## Task item:
Set down, character for character, everything in the records below from the line holding "let oids = to_object_ids(ids)?;" down to the line holding "#[instrument(skip(self, patch))]", and no other line.
======== Input
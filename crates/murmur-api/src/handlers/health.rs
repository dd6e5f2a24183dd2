//! Health check handlers
//!
//! Endpoints for liveness and readiness probes.

use axum::{extract::State, http::StatusCode, Json};
use murmur_service::{HealthResponse, ReadinessResponse};

use crate::state::AppState;

/// Basic health check (liveness probe)
///
/// GET /health
pub async fn health_check() -> Json<HealthResponse> {
    Json(HealthResponse::healthy())
}

/// Readiness check with store connectivity
///
/// GET /health/ready
pub async fn readiness_check(
    State(state): State<AppState>,
) -> (StatusCode, Json<ReadinessResponse>) {
    let database = murmur_db::ping(state.store()).await;

    let response = ReadinessResponse::new(database);
    let status = if response.is_ready() {
        StatusCode::OK
    } else {
        StatusCode::SERVICE_UNAVAILABLE
    };

    (status, Json(response))
}
//! MongoDB implementation of UserRepository

use async_trait::async_trait;
use futures_util::TryStreamExt;
use mongodb::bson::{doc, DateTime as BsonDateTime};
use mongodb::options::ReturnDocument;
use mongodb::{Collection, Database};
use tracing::instrument;

use murmur_core::entities::User;
use murmur_core::traits::{NewUser, RepoResult, UserPatch, UserRepository};
use murmur_core::DocumentId;

use crate::mappers::{new_user_document, to_object_id, to_object_ids};
use crate::models::UserDocument;

use super::error::{map_store_error, map_write_error, validate_email};

/// MongoDB implementation of UserRepository
#[derive(Clone)]
pub struct MongoUserRepository {
    collection: Collection<UserDocument>,
}

impl MongoUserRepository {
    /// Create a new MongoUserRepository over the `users` collection
    pub fn new(db: &Database) -> Self {
        Self {
            collection: db.collection(UserDocument::COLLECTION),
        }
    }
}

#[async_trait]
impl UserRepository for MongoUserRepository {
    #[instrument(skip(self))]
    async fn find_all(&self) -> RepoResult<Vec<User>> {
        let cursor = self
            .collection
            .find(doc! {})
            .await
            .map_err(map_store_error)?;

        let docs: Vec<UserDocument> = cursor.try_collect().await.map_err(map_store_error)?;

        Ok(docs.into_iter().map(User::from).collect())
    }

    #[instrument(skip(self))]
    async fn find_by_id(&self, id: &DocumentId) -> RepoResult<Option<User>> {
        let oid = to_object_id(id)?;

        let result = self
            .collection
            .find_one(doc! { "_id": oid })
            .await
            .map_err(map_store_error)?;

        Ok(result.map(User::from))
    }

    #[instrument(skip(self, ids))]
    async fn find_by_ids(&self, ids: &[DocumentId]) -> RepoResult<Vec<User>> {
        if ids.is_empty() {
            return Ok(Vec::new());
        }
        let oids = to_object_ids(ids)?;

        let cursor = self
            .collection
            .find(doc! { "_id": { "$in": oids } })
            .await
            .map_err(map_store_error)?;

        let docs: Vec<UserDocument> = cursor.try_collect().await.map_err(map_store_error)?;

        Ok(docs.into_iter().map(User::from).collect())
    }

    #[instrument(skip(self, data))]
    async fn create(&self, data: NewUser) -> RepoResult<User> {
        validate_email(&data.email)?;
        let document = new_user_document(data);

        self.collection
            .insert_one(&document)
            .await
            .map_err(map_write_error)?;

        Ok(User::from(document))
    }

    #[instrument(skip(self, patch))]
    async fn update(&self, id: &DocumentId, patch: UserPatch) -> RepoResult<Option<User>> {
        if patch.is_empty() {
            return self.find_by_id(id).await;
        }
        if let Some(email) = &patch.email {
            validate_email(email)?;
        }
        let oid = to_object_id(id)?;

        let mut set = doc! { "updated_at": BsonDateTime::now() };
        if let Some(username) = patch.username {
            set.insert("username", username);
        }
        if let Some(email) = patch.email {
            set.insert("email", email);
        }

        let result = self
            .collection
            .find_one_and_update(doc! { "_id": oid }, doc! { "$set": set })
            .return_document(ReturnDocument::After)
            .await
            .map_err(map_write_error)?;

        Ok(result.map(User::from))
    }

    #[instrument(skip(self))]
    async fn delete(&self, id: &DocumentId) -> RepoResult<Option<User>> {
        let oid = to_object_id(id)?;

        let result = self
            .collection
            .find_one_and_delete(doc! { "_id": oid })
            .await
            .map_err(map_store_error)?;

        Ok(result.map(User::from))
    }

    #[instrument(skip(self))]
    async fn add_friend(
        &self,
        user_id: &DocumentId,
        friend_id: &DocumentId,
    ) -> RepoResult<Option<User>> {
        let oid = to_object_id(user_id)?;
        let friend_oid = to_object_id(friend_id)?;

        let result = self
            .collection
            .find_one_and_update(
                doc! { "_id": oid },
                doc! {
                    "$addToSet": { "friends": friend_oid },
                    "$set": { "updated_at": BsonDateTime::now() },
                },
            )
            .return_document(ReturnDocument::After)
            .await
            .map_err(map_store_error)?;

        Ok(result.map(User::from))
    }

    #[instrument(skip(self))]
    async fn remove_friend(
        &self,
        user_id: &DocumentId,
        friend_id: &DocumentId,
    ) -> RepoResult<Option<User>> {
        let oid = to_object_id(user_id)?;
        let friend_oid = to_object_id(friend_id)?;

        let result = self
            .collection
            .find_one_and_update(
                doc! { "_id": oid },
                doc! {
                    "$pull": { "friends": friend_oid },
                    "$set": { "updated_at": BsonDateTime::now() },
                },
            )
            .return_document(ReturnDocument::After)
            .await
            .map_err(map_store_error)?;

        Ok(result.map(User::from))
    }

    #[instrument(skip(self))]
    async fn push_thought(
        &self,
        user_id: &DocumentId,
        thought_id: &DocumentId,
    ) -> RepoResult<Option<User>> {
        let oid = to_object_id(user_id)?;
        let thought_oid = to_object_id(thought_id)?;

        let result = self
            .collection
            .find_one_and_update(
                doc! { "_id": oid },
                doc! {
                    "$push": { "thoughts": thought_oid },
                    "$set": { "updated_at": BsonDateTime::now() },
                },
            )
            .return_document(ReturnDocument::After)
            .await
            .map_err(map_store_error)?;

        Ok(result.map(User::from))
    }

    #[instrument(skip(self))]
    async fn pull_thought(&self, thought_id: &DocumentId) -> RepoResult<Option<User>> {
        let thought_oid = to_object_id(thought_id)?;

        // The owner is located by scanning for the reference itself, not by
        // trusting a stored back-reference on the thought.
        let result = self
            .collection
            .find_one_and_update(
                doc! { "thoughts": thought_oid },
                doc! {
                    "$pull": { "thoughts": thought_oid },
                    "$set": { "updated_at": BsonDateTime::now() },
                },
            )
            .return_document(ReturnDocument::After)
            .await
            .map_err(map_store_error)?;

        Ok(result.map(User::from))
    }
}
================
## Written solution:
        let oids = to_object_ids(ids)?;

        let cursor = self
            .collection
            .find(doc! { "_id": { "$in": oids } })
            .await
            .map_err(map_store_error)?;

        let docs: Vec<UserDocument> = cursor.try_collect().await.map_err(map_store_error)?;

        Ok(docs.into_iter().map(User::from).collect())
    }

    #[instrument(skip(self, data))]
    async fn create(&self, data: NewUser) -> RepoResult<User> {
        validate_email(&data.email)?;
        let document = new_user_document(data);

        self.collection
            .insert_one(&document)
            .await
            .map_err(map_write_error)?;

        Ok(User::from(document))
    }

    #[instrument(skip(self, patch))]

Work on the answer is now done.